The People Who Show Up
One thing I haven’t talked about enough is how much I appreciate the people who support me. The people that matter the most to me. Family and friends.
I talk a lot about Sickle Cell Disease. The pain. The advocacy. The work. The mission. But behind all of it, there are people. Real people who have quietly, consistently, and sometimes sacrificially shown up for me. And honestly? I don’t say it enough.
Living with SCD means you become very familiar with your own limits. You know what a bad day looks like before anyone else does. You learn to manage not just the physical, but the emotional weight of being someone who sometimes needs more than they can give back. That’s a hard thing to sit with.
But then there are the people who don’t keep score.
My mum.
She has never once made me feel like a burden. Not once. And if you’ve lived with a chronic illness long enough, you know how rare that actually is. Because you do the math, you start reading the room. You catch the exhaustion in someone’s eyes even when they’re trying to hide it. You start apologising for things that aren’t your fault. You shrink yourself because you don’t want to take up too much space in someone else’s life.
She never let me do that.
There’s a difference between someone who loves you and someone who chooses you again and again, even when it costs them something. Mum has always been both. She didn’t look for detours around the hard parts. She stood in them with me. Her strength never looked like sympathy or careful words or the kind of tenderness that keeps you fragile. It looked like action. Like presence. Like showing up even before I knew I needed her to.

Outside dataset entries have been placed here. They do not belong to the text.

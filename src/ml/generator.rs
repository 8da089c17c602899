// ============================================================
// Layer 5 — Text Generator
// ============================================================
// Autoregressive sampling from a (fine-tuned) CausalLm.
//
//   prompt ids ─► forward ─► last-position logits ─► sample_next ─► append
//        ▲                                                              │
//        └──────────────────────────────────────────────────────────────┘
//
// Each step re-runs the model over the whole context (no key/value
// cache). Contexts longer than max_positions keep only their most
// recent max_positions ids.
//
// Sampling:
//   temperature 0   → greedy argmax
//   temperature > 0 → softmax(logits / T) over the top_k logits
//                     (top_k 0 = whole vocabulary)

use anyhow::{anyhow, bail, Result};
use burn::prelude::*;
use rand::{distributions::WeightedIndex, prelude::*, rngs::StdRng};
use serde::{Deserialize, Serialize};

use crate::ml::model::CausalLm;

#[derive(Debug, Clone, PartialEq, Serialize, Deserialize)]
pub struct GenerationConfig {
    pub max_new_tokens: usize,
    /// 0 selects greedy decoding
    pub temperature:    f64,
    /// Sample among the k most likely tokens; 0 disables the cut
    pub top_k:          usize,
    pub seed:           u64,
}

impl Default for GenerationConfig {
    fn default() -> Self {
        Self { max_new_tokens: 50, temperature: 1.0, top_k: 50, seed: 42 }
    }
}

impl GenerationConfig {
    pub fn validate(&self) -> Result<()> {
        if !(self.temperature.is_finite() && self.temperature >= 0.0) {
            bail!("temperature must be a non-negative number, got {}", self.temperature);
        }
        Ok(())
    }
}

pub struct Generator<B: Backend> {
    model:  CausalLm<B>,
    device: B::Device,
}

impl<B: Backend> Generator<B> {
    pub fn new(model: CausalLm<B>, device: B::Device) -> Self {
        Self { model, device }
    }

    /// Continue `prompt` and return only the newly generated ids.
    /// Generation stops early right after `stop` is produced.
    pub fn generate(&self, prompt: &[u32], cfg: &GenerationConfig, stop: Option<u32>) -> Result<Vec<u32>> {
        cfg.validate()?;
        if prompt.is_empty() {
            bail!("Cannot generate from an empty prompt");
        }

        let mut rng = StdRng::seed_from_u64(cfg.seed);
        let mut ids = prompt.to_vec();

        for _ in 0..cfg.max_new_tokens {
            let start = ids.len().saturating_sub(self.model.max_positions);
            let context: Vec<i32> = ids[start..].iter().map(|&id| id as i32).collect();
            let input = Tensor::<B, 1, Int>::from_ints(context.as_slice(), &self.device).unsqueeze::<2>();

            let logits = self.model.forward(input);
            let [_, seq, vocab] = logits.dims();
            let last: Vec<f32> = logits
                .slice([0..1, seq - 1..seq, 0..vocab])
                .reshape([vocab])
                .into_data()
                .to_vec()
                .map_err(|e| anyhow!("Cannot read logits: {e:?}"))?;

            let next = sample_next(&last, cfg.temperature, cfg.top_k, &mut rng)?;
            ids.push(next);
            if stop == Some(next) {
                break;
            }
        }

        tracing::debug!("Generated {} tokens", ids.len() - prompt.len());
        Ok(ids.split_off(prompt.len()))
    }
}

/// Pick the next token id from one row of logits.
pub fn sample_next(logits: &[f32], temperature: f64, top_k: usize, rng: &mut StdRng) -> Result<u32> {
    if logits.is_empty() {
        bail!("Cannot sample from empty logits");
    }

    let mut ranked: Vec<(usize, f32)> = logits.iter().copied().enumerate().collect();
    ranked.sort_by(|a, b| b.1.total_cmp(&a.1));

    if temperature == 0.0 {
        return Ok(ranked[0].0 as u32);
    }
    if top_k > 0 {
        ranked.truncate(top_k);
    }

    // Softmax over the survivors, shifted by the max for stability
    let max = ranked[0].1 as f64;
    let weights: Vec<f64> = ranked
        .iter()
        .map(|&(_, l)| ((l as f64 - max) / temperature).exp())
        .collect();
    let dist = WeightedIndex::new(&weights).map_err(|e| anyhow!("Invalid sampling weights: {e}"))?;
    Ok(ranked[dist.sample(rng)].0 as u32)
}

#[cfg(test)]
mod tests {
    use super::*;
    use crate::ml::model::Architecture;
    use crate::test_utils::tiny_config;
    use burn::backend::NdArray;

    type TestBackend = NdArray;

    fn generator() -> Generator<TestBackend> {
        let device = Default::default();
        Generator::new(tiny_config(Architecture::GptNeo).init(&device), device)
    }

    #[test]
    fn test_greedy_takes_argmax() {
        let mut rng = StdRng::seed_from_u64(0);
        assert_eq!(sample_next(&[0.1, 2.5, -1.0, 2.4], 0.0, 0, &mut rng).unwrap(), 1);
    }

    #[test]
    fn test_top_k_one_is_greedy() {
        let mut rng = StdRng::seed_from_u64(0);
        for _ in 0..20 {
            assert_eq!(sample_next(&[0.0, 0.1, 3.0, 0.2], 5.0, 1, &mut rng).unwrap(), 2);
        }
    }

    #[test]
    fn test_sampling_stays_within_top_k() {
        let mut rng = StdRng::seed_from_u64(7);
        let logits = [1.0, 5.0, 0.5, 4.9, -2.0];
        for _ in 0..200 {
            let id = sample_next(&logits, 1.0, 2, &mut rng).unwrap();
            assert!(id == 1 || id == 3, "sampled {id} outside the top 2");
        }
    }

    #[test]
    fn test_negative_temperature_rejected() {
        let cfg = GenerationConfig { temperature: -0.5, ..GenerationConfig::default() };
        assert!(generator().generate(&[1], &cfg, None).is_err());
    }

    #[test]
    fn test_generates_requested_count_deterministically() {
        let gen = generator();
        let cfg = GenerationConfig { max_new_tokens: 20, ..GenerationConfig::default() };

        let a = gen.generate(&[1, 2, 3], &cfg, None).unwrap();
        let b = gen.generate(&[1, 2, 3], &cfg, None).unwrap();
        assert_eq!(a.len(), 20);
        assert_eq!(a, b);
        assert!(a.iter().all(|&id| id < 32));
    }

    #[test]
    fn test_stops_after_stop_token() {
        let gen = generator();
        let cfg = GenerationConfig { max_new_tokens: 10, temperature: 0.0, ..GenerationConfig::default() };
        let greedy = gen.generate(&[4, 5], &cfg, None).unwrap();

        let stopped = gen.generate(&[4, 5], &cfg, Some(greedy[0])).unwrap();
        assert_eq!(stopped, vec![greedy[0]]);
    }

    #[test]
    fn test_empty_prompt_rejected() {
        assert!(generator().generate(&[], &GenerationConfig::default(), None).is_err());
    }
}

It looked like building things. Like taking the pain our family has lived through and refusing to let it just be that, pain. She turned it into purpose. Honestly? I think I learned that from watching her. She is, without question, one of the reasons Raremark exists. Not just because she believed in the mission but because she showed me what it looks like to refuse to look away from suffering, and to actually do something about it.
Calvin and Ashley.
We don’t always have the words but we have the understanding. Especially Ashley, my favorite yapper who knows firsthand what it means to carry this condition in your body every single day and still choose to live fully. Watching her do that gives me something I genuinely can’t name. But I feel it every time things get hard.
My friends, Vern Ta, Steve, Shan and all the ones who checked in during the quiet moments, not just the crisis ones. The ones who sat with me, or gave me space, or somehow always knew which one I needed. You know who you are.
And then there are the people who became part of the mission. Colleagues, board members, partners, donors, the Warriors Club who believed in Raremark before it had much to show for itself. Who gave time, resources, and credibility to something that was still finding its feet.
I’m not writing this to be sentimental. I’m writing it because I think we, especially those of us with chronic illness, spend so much energy being strong that we forget to be grateful out loud. We forget to tell people what they mean to us while they’re still here to hear it.
So this is me saying it.
To everyone who has shown up for me in the big ways and the quiet ones, thank you. You are not background characters in this story. You are a big part of why this story is still being written.